I tried to decline an offer of financial assistance, even though we desperately needed it, but the person refused to back down. They insisted on helping, lovingly admonishing me in the process.

“I’m going to help you,” they said. “I refuse not to obey what God has told me to do. Don’t block either of our blessings.”

The flood gates began to open. Offers of help poured in, which felt extremely uncomfortable but transformed me. I learned that community is crucially important, and I thank God for the people who didn’t believe me when I said I was fine–the ones who had the courage to ask, “Are you really, though?” It was another “teeth in the cup” moment, a humbling that I would be forced to endure. After years of rejecting the help of my community, combined with my unhealthy coping mechanisms, I was dying inside. Without the support of those who loved me, I would not survive the situation with my father

At the end of January, after many phone conversations, I finally visited my dad in the hospital. By the time I arrived at the hospital he was getting worse. The chemo was not helping at all. In fact, it only made him sicker. He had allowed me to pray for him during our calls, which was a milestone in our relationship, but this was our first face-to-face interaction in years. Though I was thirty years old, I felt like a little girl standing in front of him and was finally beginning to understand the true feelings behind my original numbness when the hospital had tracked me down. Finally, I told him my frustrations and bared my anger.
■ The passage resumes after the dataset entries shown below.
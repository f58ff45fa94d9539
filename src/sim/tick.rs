//! Per-frame simulation tick
//!
//! Update order: player physics, alive check, collectibles, enemies,
//! projectiles, platforms. Every entity scrolls using the player's velocity
//! as it stands after this tick's gravity and bounce.

use serde::{Deserialize, Serialize};

use super::physics;
use super::scroll::Scroll;
use super::spawn::spawn_platform;
use super::state::{CollectibleKind, GameEvent, GameState};

/// Input commands for a single tick
#[derive(Debug, Clone, Copy, Default, PartialEq, Eq, Serialize, Deserialize)]
pub struct TickInput {
    pub move_left: bool,
    pub move_right: bool,
}

/// Advance the session by one tick; does nothing unless running
pub fn tick(state: &mut GameState, input: &TickInput, now_ms: u64) {
    if !state.is_running() {
        return;
    }
    state.time_ticks += 1;

    let width = state.tuning.width;
    let height = state.tuning.height;

    if let Some(platform) = physics::step_player(&mut state.player, input, &state.platforms, width)
    {
        state.events.push(GameEvent::Landed { platform });
    }
    state.player.refresh_invincibility(now_ms);

    if !state.player.is_alive(height) {
        log::debug!("Player fell out at y={:.1}", state.player.pos.y);
        state.end_session();
        return;
    }

    update_collectibles(state, now_ms);
    update_enemies(state, now_ms);
    if !state.is_running() {
        return;
    }
    update_projectiles(state, now_ms);
    if !state.is_running() {
        return;
    }
    update_platforms(state, now_ms);
}

fn update_collectibles(state: &mut GameState, now_ms: u64) {
    let band_y = state.tuning.band_y();
    let height = state.tuning.height;
    let mut picked = Vec::new();

    state.collectibles.retain_mut(|item| {
        item.scroll_with(&state.player, band_y);
        if item.touches(&state.player) {
            item.collected = true;
            picked.push(item.kind);
            return false;
        }
        !item.is_off_screen(height)
    });

    for kind in picked {
        apply_pickup(state, kind, now_ms);
    }
}

/// Apply a collectible's effect to the session
pub fn apply_pickup(state: &mut GameState, kind: CollectibleKind, now_ms: u64) {
    log::debug!("Picked up {:?}", kind);
    match kind {
        CollectibleKind::Shield => {
            let duration = state.tuning.shield_duration_ms;
            state.player.activate_shield(now_ms, duration);
        }
        CollectibleKind::ExtraLife => state.gain_life(),
    }
    state.events.push(GameEvent::Collected(kind));
}

fn update_enemies(state: &mut GameState, now_ms: u64) {
    let t = &state.tuning;
    let band_y = t.band_y();
    let vulnerable = !state.player.is_invincible(now_ms);
    let player_rect = state.player.rect();
    let mut fired = Vec::new();
    let mut hits = 0u32;

    state.enemies.retain_mut(|enemy| {
        enemy.patrol(t.width);
        enemy.scroll_with(&state.player, band_y);

        if enemy.try_shoot(now_ms, t.enemy_shoot_interval_ms) {
            fired.push(enemy.shoot_at(&state.player, t));
        }

        if vulnerable && enemy.rect().overlaps(&player_rect) {
            hits += 1;
            return false;
        }
        !enemy.is_off_screen(t.height, t.enemy_cull_margin)
    });

    for shot in fired {
        state.projectiles.push(shot);
        state.events.push(GameEvent::ProjectileFired);
    }
    for _ in 0..hits {
        state.lose_life();
    }
}

fn update_projectiles(state: &mut GameState, now_ms: u64) {
    let t = &state.tuning;
    let band_y = t.band_y();
    let vulnerable = !state.player.is_invincible(now_ms);
    let player_rect = state.player.rect();
    let mut hits = 0u32;

    state.projectiles.retain_mut(|shot| {
        shot.advance();
        shot.scroll_with(&state.player, band_y);

        if vulnerable && shot.rect().overlaps(&player_rect) {
            hits += 1;
            return false;
        }
        !shot.is_off_screen(t.width, t.height)
    });

    for _ in 0..hits {
        state.lose_life();
    }
}

/// Scroll platforms, cull the ones below the screen, credit and replace them
///
/// Replacements are appended after the cull so they are not revisited this tick.
fn update_platforms(state: &mut GameState, now_ms: u64) {
    let band_y = state.tuning.band_y();
    let height = state.tuning.height;

    for platform in &mut state.platforms {
        platform.scroll_with(&state.player, band_y);
    }

    let before = state.platforms.len();
    state.platforms.retain(|p| !p.is_off_screen(height));
    let removed = before - state.platforms.len();

    for _ in 0..removed {
        state.add_score(state.tuning.points_per_platform);
        spawn_platform(state, now_ms);
    }
}

/// Demo-mode steering: track the platform the player is about to fall onto
pub fn autopilot(state: &GameState) -> TickInput {
    let player = &state.player;
    let center_x = player.center().x;

    let target = state
        .platforms
        .iter()
        .filter(|p| p.pos.y >= player.bottom())
        .min_by(|a, b| a.pos.y.total_cmp(&b.pos.y))
        .map(|p| p.rect().center().x);

    match target {
        Some(x) if x < center_x - player.move_speed => TickInput {
            move_left: true,
            move_right: false,
        },
        Some(x) if x > center_x + player.move_speed => TickInput {
            move_left: false,
            move_right: true,
        },
        _ => TickInput::default(),
    }
}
“I don’t hear from you in years, but now you call?” I was full of rage. It felt like it was oozing out of my pores. My father listened intently then, in his always calm way, told me how he felt for the first time. He said he was so happy I was there to see him. He said he was proud of me and disappointed in himself. He explained that he didn’t know what being a good father really meant because his own father had not modeled it for him. His way of expressing love was to make sure the bills were paid and, when he was around, to take us out to have a fun time. He assured me that he never stopped thinking about me and his grandson, and he thought I was doing a great job. He had not wanted to interfere with our lives.
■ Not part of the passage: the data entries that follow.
//! Player physics: gravity, ceiling clamp, horizontal steering with wrap,
//! and the platform bounce impulse.
//!
//! One symplectic-Euler step per tick, no substeps and no delta time.

use super::collision::landing_platform;
use super::state::{Platform, Player};
use super::tick::TickInput;

/// Apply gravity and integrate vertical position, then clamp to the ceiling
///
/// The clamp is position-only; velocity is left alone.
pub fn integrate(player: &mut Player) {
    player.vel.y += player.gravity;
    player.pos.y += player.vel.y;

    if player.pos.y < player.max_height {
        player.pos.y = player.max_height;
    }
}

/// Set horizontal velocity from input and move, wrapping at the world edges
///
/// Left wins when both directions are held.
pub fn steer(player: &mut Player, input: &TickInput, width: f32) {
    player.vel.x = if input.move_left {
        -player.move_speed
    } else if input.move_right {
        player.move_speed
    } else {
        0.0
    };

    player.pos.x += player.vel.x;
    wrap_horizontal(player, width);
}

/// Teleport across the world edges
pub fn wrap_horizontal(player: &mut Player, width: f32) {
    if player.pos.x >= width {
        player.pos.x = -player.size.x;
    } else if player.pos.x < -player.size.x {
        player.pos.x = width;
    }
}

/// Set (not add) the bounce impulse if the falling player lands on a platform
pub fn bounce(player: &mut Player, platforms: &[Platform]) -> Option<usize> {
    let landed = landing_platform(player, platforms)?;
    player.vel.y = player.jump_power;
    Some(landed)
}

/// Full player step for one tick; returns the platform landed on, if any
pub fn step_player(
    player: &mut Player,
    input: &TickInput,
    platforms: &[Platform],
    width: f32,
) -> Option<usize> {
    integrate(player);
    steer(player, input, width);
    bounce(player, platforms)
}

#[cfg(test)]
mod tests {
    use glam::Vec2;
    use proptest::prelude::*;

    use super::*;
    use crate::skins::SkinId;
    use crate::tuning::Tuning;

    fn player() -> Player {
        Player::new(&Tuning::default(), SkinId::default())
    }

    #[test]
    fn test_gravity_then_position() {
        let mut p = player();
        let y0 = p.pos.y;
        integrate(&mut p);
        assert!((p.vel.y - 0.4).abs() < 1e-6);
        assert!((p.pos.y - (y0 + 0.4)).abs() < 1e-4);
    }

    #[test]
    fn test_ceiling_clamps_position_only() {
        let mut p = player();
        p.pos.y = 105.0;
        p.vel.y = -12.0;
        integrate(&mut p);
        assert_eq!(p.pos.y, 100.0);
        assert!((p.vel.y - (-11.6)).abs() < 1e-5);
    }

    #[test]
    fn test_left_wins_tie() {
        let mut p = player();
        let x0 = p.pos.x;
        let input = TickInput {
            move_left: true,
            move_right: true,
        };
        steer(&mut p, &input, 400.0);
        assert_eq!(p.vel.x, -5.0);
        assert_eq!(p.pos.x, x0 - 5.0);
    }

    #[test]
    fn test_no_input_stops() {
        let mut p = player();
        p.vel.x = 5.0;
        steer(&mut p, &TickInput::default(), 400.0);
        assert_eq!(p.vel.x, 0.0);
    }

    #[test]
    fn test_wrap_right_edge() {
        let mut p = player();
        p.pos.x = 400.0;
        steer(&mut p, &TickInput::default(), 400.0);
        assert_eq!(p.pos.x, -p.size.x);
    }

    #[test]
    fn test_wrap_left_edge() {
        let mut p = player();
        p.pos.x = -p.size.x;
        let input = TickInput {
            move_left: true,
            ..Default::default()
        };
        steer(&mut p, &input, 400.0);
        assert_eq!(p.pos.x, 400.0);
    }

    #[test]
    fn test_bounce_sets_exact_impulse() {
        let tuning = Tuning::default();
        let mut p = player();
        let platform = Platform::new(Vec2::new(p.pos.x, p.bottom() + 2.0), &tuning);
        p.vel.y = 5.0;

        let landed = step_player(&mut p, &TickInput::default(), &[platform], tuning.width);
        assert_eq!(landed, Some(0));
        assert_eq!(p.vel.y, tuning.jump_power);
    }

    proptest! {
        #[test]
        fn prop_wrap_keeps_player_in_span(x in -1000.0f32..1000.0, left in any::<bool>(), right in any::<bool>()) {
            let mut p = player();
            p.pos.x = x.clamp(-p.size.x, 399.0);
            let input = TickInput { move_left: left, move_right: right };
            steer(&mut p, &input, 400.0);
            prop_assert!(p.pos.x >= -p.size.x && p.pos.x <= 400.0);
        }
    }
}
I crumbled, but it was not anger or sadness–it was compassion. Compassion from knowing that, although he was my father, he was just as human as me. I felt a veil lift from over my heart, finally understanding that he was a hurt person who was loving from a hurt place–a place that only God could heal. But now I realized I could contribute to that process. As a mother, I remembered the nervousness of bringing a little human into the world and not knowing what the heck to do. I could change the future of generations by making a choice–to forgive. I would choose not to continue the unhealthy cycle of sweeping issues and emotions under the rug because the dirt doesn’t simply disappear. It’s still there until you give the room a good, deep cleaning. I finally removed the façade I had created and allowed myself to be cleansed.
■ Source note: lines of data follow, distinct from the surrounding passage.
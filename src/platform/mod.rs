//! Platform abstraction layer
//!
//! Handles host differences for input events (keyboard, touch, mouse).

pub mod input;

pub use input::{InputSource, InputState, Pointer};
At my father’s bedside, I said my last words to him with a face full of tears: “I forgive you. God forgives you. You did the best you could with the tools you had, Dad. Thank you for your honesty. I think we both needed that.”

The next day, his body shut down and 24 hours later he passed away. I had been given nineteen days between finding out he had cancer and his passing. At the hospital, we had a sweet three to four hours together before he spoke his last words: “Thank you. Thank Jesus, I’m tired. I need sleep.”

Jeremiah 29:11 says, “For I know the plans I have for you,” declares the Lord, “Plans to prosper you and not to harm you, plans to give you a hope and a future.” I can now thank God for the way he used my father’s death to break and rebuild me. I continue to feel uncomfortable when I ask for help. I am still tempted to say that I’m okay when I am not, but my struggles are no longer a burden that I need to hide. I am now free to be honest, allowing my community to walk beside me and carry me through trials which, in turn, equips me to do the same for them.